It’s not Chara’s fault he’s a freak of nature, that he’s bigger than everyone else and it sometimes leads to things like this, but the evidence is simply stacking up against him on this one. As if we really have to, let’s list the obvious offenses on this one:

1) Interference? Check
2) Elbowing? Check
3) Roughing? Check
4) Hit to the head? Check
5) Intent to injure? Double Check

This is not something that the league can simply pass over. Chara needs to have a hearing, and he needs to take a break. It was a heinous, suspendable action, and I will PRAY that for once, Colin Campbell and his friends will get one right. In vain, of course, but I have to at least try.

In all likelihood, Chara will escape with a game or two in the pressbox, while Pacioretty spends the night and the next day in the hospital, and a lot longer out of the line-up with at least a mild concussion. The league won’t suspend a captain and a likely Norris candidate that’s a big part of a team fighting for a division title and looking to make a long playoff run.

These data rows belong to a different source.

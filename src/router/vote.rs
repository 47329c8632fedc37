use axum::extract::Query;
use axum::http::header;
use axum::response::IntoResponse;

use crate::vote;

/// Handler returning the SVG vote badge.
///
/// Raw pairs are taken so repeated or unknown keys never reject the
/// request; the last value of a key wins.
pub async fn handler(Query(pairs): Query<Vec<(String, String)>>) -> impl IntoResponse {
    let last = |key: &str| {
        pairs
            .iter()
            .rev()
            .find(|(name, _)| name == key)
            .map(|(_, value)| value.as_str())
    };

    (
        [(header::CONTENT_TYPE, super::SVG)],
        vote::badge(last("vote"), last("counter")),
    )
}
use std::sync::Arc;

use axum::extract::State;
use axum::http::{StatusCode, header};
use axum::response::IntoResponse;

use crate::config::Configuration;

/// Handler serving the configured SVG icon, on both icon paths.
pub async fn handler(
    State(config): State<Arc<Configuration>>,
) -> Result<impl IntoResponse, StatusCode> {
    match tokio::fs::read(&config.favicon).await {
        Ok(icon) => Ok(([(header::CONTENT_TYPE, super::SVG)], icon)),
        Err(err) => {
            tracing::warn!(path = %config.favicon.display(), error = %err, "favicon unavailable");
            Err(StatusCode::NOT_FOUND)
        },
    }
}
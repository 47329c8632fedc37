//! The post being rendered, resolved from a [`Snapshot`].

use std::sync::{Arc, LazyLock};

use chrono::{DateTime, NaiveDate, NaiveDateTime, Utc};
use regex_lite::Regex;
use serde_yaml::Value;

use crate::comment::{Comment, CommentTreeBuilder};
use crate::snapshot::{self, Snapshot};
use crate::user::{AuthorRegistry, User};

static RELATIVE_DATE: LazyLock<Regex> = LazyLock::new(|| {
    Regex::new(
        r"(?i)^(?:just now|(?:\d+|an?)\s+(?:second|minute|hour|day|week|month|year)s?\s+ago)$",
    )
    .unwrap()
});

const NAIVE_FORMATS: &[&str] = &["%Y-%m-%d %H:%M:%S", "%Y-%m-%dT%H:%M:%S"];

/// When the post was made.
#[derive(Debug, Clone, PartialEq, Eq)]
pub enum PostDate {
    Absolute(DateTime<Utc>),
    /// Human interval such as `3 hours ago`.
    Relative(String),
    /// Absent or not understood.
    Unparsed,
}

impl PostDate {
    /// Accepts RFC 3339, `YYYY-MM-DD[ HH:MM:SS]`, unix seconds and
    /// relative intervals.
    pub fn parse(value: Option<&Value>) -> Self {
        let Some(value) = value else {
            return PostDate::Unparsed;
        };

        if let Some(seconds) = value.as_i64() {
            return DateTime::from_timestamp(seconds, 0)
                .map(PostDate::Absolute)
                .unwrap_or(PostDate::Unparsed);
        }

        let Some(text) = snapshot::scalar(value) else {
            return PostDate::Unparsed;
        };
        let text = text.trim();

        if let Ok(date) = DateTime::parse_from_rfc3339(text) {
            return PostDate::Absolute(date.with_timezone(&Utc));
        }
        for format in NAIVE_FORMATS {
            if let Ok(date) = NaiveDateTime::parse_from_str(text, format) {
                return PostDate::Absolute(date.and_utc());
            }
        }
        if let Some(date) = NaiveDate::parse_from_str(text, "%Y-%m-%d")
            .ok()
            .and_then(|date| date.and_hms_opt(0, 0, 0))
        {
            return PostDate::Absolute(date.and_utc());
        }
        if RELATIVE_DATE.is_match(text) {
            return PostDate::Relative(text.to_owned());
        }

        PostDate::Unparsed
    }
}

/// Post metadata and its discussion.
///
/// Optional fields stay `None` here; page defaults are applied when the
/// page is assembled.
#[derive(Debug, Clone, PartialEq)]
pub struct Post {
    pub title: Option<String>,
    pub subrealm: Option<String>,
    pub flair_text: Option<String>,
    pub flair_color: Option<String>,
    pub flair_css_class: Option<String>,
    /// Markdown source.
    pub body: Option<String>,
    pub author: Arc<User>,
    pub is_moderator: bool,
    pub date: PostDate,
    pub comments: Vec<Comment>,
    pub comment_count: usize,
}

impl Post {
    /// Resolve authors and build the comment tree.
    pub fn from_snapshot(snapshot: &Snapshot, max_depth: usize) -> Self {
        let post = snapshot.post();
        let author_id = snapshot::string(&post, "author_id");

        let registry = AuthorRegistry::build(&snapshot.authors(), author_id.as_deref());
        let tree = CommentTreeBuilder::new(&registry)
            .max_depth(max_depth)
            .build(snapshot::list(&post, "comments"));

        let author = match &author_id {
            Some(id) => registry.resolve_or_unknown(id),
            None => registry.deleted(),
        };

        Self {
            title: snapshot::string(&post, "title"),
            subrealm: snapshot::string(&post, "subrealm"),
            flair_text: snapshot::string(&post, "flair_text"),
            flair_color: snapshot::string(&post, "flair_color"),
            flair_css_class: snapshot::string(&post, "flair_css_class"),
            body: snapshot::string(&post, "body"),
            author,
            is_moderator: snapshot::flag(&post, "is_moderator"),
            date: PostDate::parse(post.get("date")),
            comments: tree.comments,
            comment_count: tree.count,
        }
    }
}
#![forbid(unsafe_code)]

#[cfg(feature = "dhat-heap")]
#[global_allocator]
static ALLOC: dhat::Alloc = dhat::Alloc;

use std::path::PathBuf;

use realmtester::config::Configuration;
use realmtester::{app, initialize_state, telemetry};
use tokio::net::TcpListener;

#[tokio::main]
async fn main() {
    #[cfg(feature = "dhat-heap")]
    let _profiler = dhat::Profiler::new_heap();

    telemetry::setup_tracing();

    // Read configuration file.
    let path = std::env::var("CONFIG_PATH")
        .map(PathBuf::from)
        .unwrap_or_default();
    let config = Configuration::default().path(path).read();
    let address = format!("{}:{}", config.address, config.port);

    let state = initialize_state(config);

    let listener = match TcpListener::bind(&address).await {
        Ok(listener) => listener,
        Err(err) => {
            tracing::error!(%address, error = %err, "cannot bind listener");
            std::process::exit(1);
        },
    };
    tracing::info!(%address, "server started");

    if let Err(err) = axum::serve(listener, app(state))
        .with_graceful_shutdown(shutdown_signal())
        .await
    {
        tracing::error!(error = %err, "server stopped unexpectedly");
    }
}

async fn shutdown_signal() {
    if let Err(err) = tokio::signal::ctrl_c().await {
        tracing::error!(error = %err, "cannot listen for shutdown signal");
    }
    tracing::info!("shutting down");
}
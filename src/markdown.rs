//! Markdown to HTML.

use pulldown_cmark::{Options, Parser, html};

/// Render CommonMark with tables and strikethrough.
///
/// Inline HTML is kept as written.
pub fn to_html(text: &str) -> String {
    let mut options = Options::empty();
    options.insert(Options::ENABLE_TABLES);
    options.insert(Options::ENABLE_STRIKETHROUGH);

    let mut output = String::with_capacity(text.len() * 3 / 2);
    html::push_html(&mut output, Parser::new_ext(text, options));
    output
}
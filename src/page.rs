//! Page assembly from the static template.
//!
//! Recognized tokens are replaced in a single scan of the template, so text
//! coming from the data file is never itself scanned for tokens.

use std::sync::LazyLock;

use chrono::SecondsFormat;
use html_escape::encode_quoted_attribute as escape;
use regex_lite::{Captures, Regex};

use crate::comment::{self, MODERATOR_BADGE};
use crate::markdown;
use crate::post::{Post, PostDate};
use crate::user::with_namespace;

pub const DEFAULT_TITLE: &str = "(untitled) RealmTester post";
pub const DEFAULT_REALM: &str = "RealmTester";
pub const DEFAULT_FLAIR: &str = "unknown";
pub const DEFAULT_FLAIR_COLOR: &str = "#ff4500";
pub const DEFAULT_BODY: &str = "[empty]";
/// Shown when the post date is missing or not understood.
pub const DATE_PLACEHOLDER: &str = "enable interactivity";

static HEX_COLOR: LazyLock<Regex> =
    LazyLock::new(|| Regex::new(r"(?i)^#?[0-9a-f]{6}$").unwrap());

static TOKENS: LazyLock<Regex> = LazyLock::new(|| {
    Regex::new(concat!(
        r"<title>RealmTester post</title>",
        r"|\{\{RealmTester\.(?:title|realm|subrealm|body|author|mark|date)\}\}",
        r"|\{\{flair_(?:text|css_class)\}\}",
        r"|/\*flair_color\*/",
        r#"|data-flair_hidden hidden="hidden""#,
        r"|\s*<!--comments-->\s*",
        r"|\s*<!--comment_counted-->\s*",
    ))
    .unwrap()
});

/// Flair background: a six digit hex colour, `transparent` when the value
/// is anything else, [`DEFAULT_FLAIR_COLOR`] when there is none.
pub fn flair_color(raw: Option<&str>) -> String {
    match raw {
        None => DEFAULT_FLAIR_COLOR.to_owned(),
        Some(color) if HEX_COLOR.is_match(color) => {
            if color.starts_with('#') {
                color.to_owned()
            } else {
                format!("#{color}")
            }
        },
        Some(_) => "transparent".to_owned(),
    }
}

/// `<time>` element for the post date.
pub fn date_html(date: &PostDate) -> String {
    match date {
        PostDate::Absolute(date) => format!(
            r#"<time datetime="{}">{} UTC</time>"#,
            date.to_rfc3339_opts(SecondsFormat::Secs, true),
            date.format("%Y-%m-%d %H:%M"),
        ),
        PostDate::Relative(text) => format!("<time>{}</time>", escape(text)),
        PostDate::Unparsed => {
            format!(r#"<time data-placeholder="">{DATE_PLACEHOLDER}</time>"#)
        },
    }
}

/// Values substituted into the template, defaults already applied.
///
/// Text fields are stored unescaped; markup fields are inserted as is.
#[derive(Debug, Clone, PartialEq)]
pub struct PageValues {
    pub title: String,
    /// Realm with its `m/` prefix.
    pub realm: String,
    pub flair_text: Option<String>,
    pub flair_css_class: String,
    pub flair_color: String,
    pub body_html: String,
    pub author: String,
    pub mark: &'static str,
    pub date_html: String,
    pub comments_html: String,
    pub comment_count: usize,
}

impl PageValues {
    pub fn from_post(post: &Post) -> Self {
        Self {
            title: post.title.clone().unwrap_or_else(|| DEFAULT_TITLE.to_owned()),
            realm: with_namespace(
                post.subrealm.as_deref().unwrap_or(DEFAULT_REALM),
                "m/",
            ),
            flair_text: post.flair_text.clone(),
            flair_css_class: post
                .flair_css_class
                .clone()
                .unwrap_or_else(|| DEFAULT_FLAIR.to_owned()),
            flair_color: flair_color(post.flair_color.as_deref()),
            body_html: markdown::to_html(post.body.as_deref().unwrap_or(DEFAULT_BODY)),
            author: post.author.username.clone(),
            mark: if post.is_moderator { MODERATOR_BADGE } else { "" },
            date_html: date_html(&post.date),
            comments_html: comment::render_all(&post.comments),
            comment_count: post.comment_count,
        }
    }

    /// Realm name without its prefix.
    pub fn realm_name(&self) -> &str {
        self.realm.strip_prefix("m/").unwrap_or(&self.realm)
    }

    fn substitute(&self, token: &str) -> String {
        match token.trim() {
            "<title>RealmTester post</title>" => {
                format!("<title>{} (RealmTester)</title>", escape(&self.title))
            },
            "{{RealmTester.title}}" => escape(&self.title).into_owned(),
            "{{RealmTester.realm}}" => escape(self.realm_name()).into_owned(),
            "{{RealmTester.subrealm}}" => escape(&self.realm).into_owned(),
            "{{RealmTester.body}}" => self.body_html.clone(),
            "{{RealmTester.author}}" => escape(&self.author).into_owned(),
            "{{RealmTester.mark}}" => self.mark.to_owned(),
            "{{RealmTester.date}}" => self.date_html.clone(),
            "{{flair_text}}" => {
                escape(self.flair_text.as_deref().unwrap_or(DEFAULT_FLAIR)).into_owned()
            },
            "{{flair_css_class}}" => escape(&self.flair_css_class).into_owned(),
            "/*flair_color*/" => {
                format!("background-color:{}", escape(&self.flair_color))
            },
            r#"data-flair_hidden hidden="hidden""# => {
                if self.flair_text.as_deref().is_some_and(|text| !text.is_empty()) {
                    r#"data-until-found="""#.to_owned()
                } else {
                    token.to_owned()
                }
            },
            "<!--comments-->" => self.comments_html.clone(),
            "<!--comment_counted-->" => self.comment_count.to_string(),
            _ => token.to_owned(),
        }
    }
}

/// Fill every recognized token of `template`.
pub fn assemble(template: &str, values: &PageValues) -> String {
    TOKENS
        .replace_all(template, |caps: &Captures<'_>| values.substitute(&caps[0]))
        .into_owned()
}

/// Render `post` into `template`.
pub fn render_post(template: &str, post: &Post) -> String {
    assemble(template, &PageValues::from_post(post))
}

/// Minimal page shown instead of the post when the data cannot be loaded.
pub fn error_page(message: &str) -> String {
    format!(
        concat!(
            r#"<!DOCTYPE html><html lang="en"><head><meta charset="utf-8">"#,
            r#"<title>Error (RealmTester)</title></head>"#,
            r#"<body style="font-family:monospace"><h1>Unable to render post</h1>"#,
            r#"<pre>{}</pre></body></html>"#,
        ),
        escape(message)
    )
}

Hit from behind or not, when people talk about someone dying on the ice as a result of a questionable hit, this is it. This is the stuff that needs to be taken out of the game, and these are the types of players that cause these incidents.

And it’s truly a shame that instead of talking about an otherwise great game for the Canadiens, and a performance that would have had me gloating to high-hell in this post game, we have to talk about the goon that took out Max Pacioretty and sent him to the hospital.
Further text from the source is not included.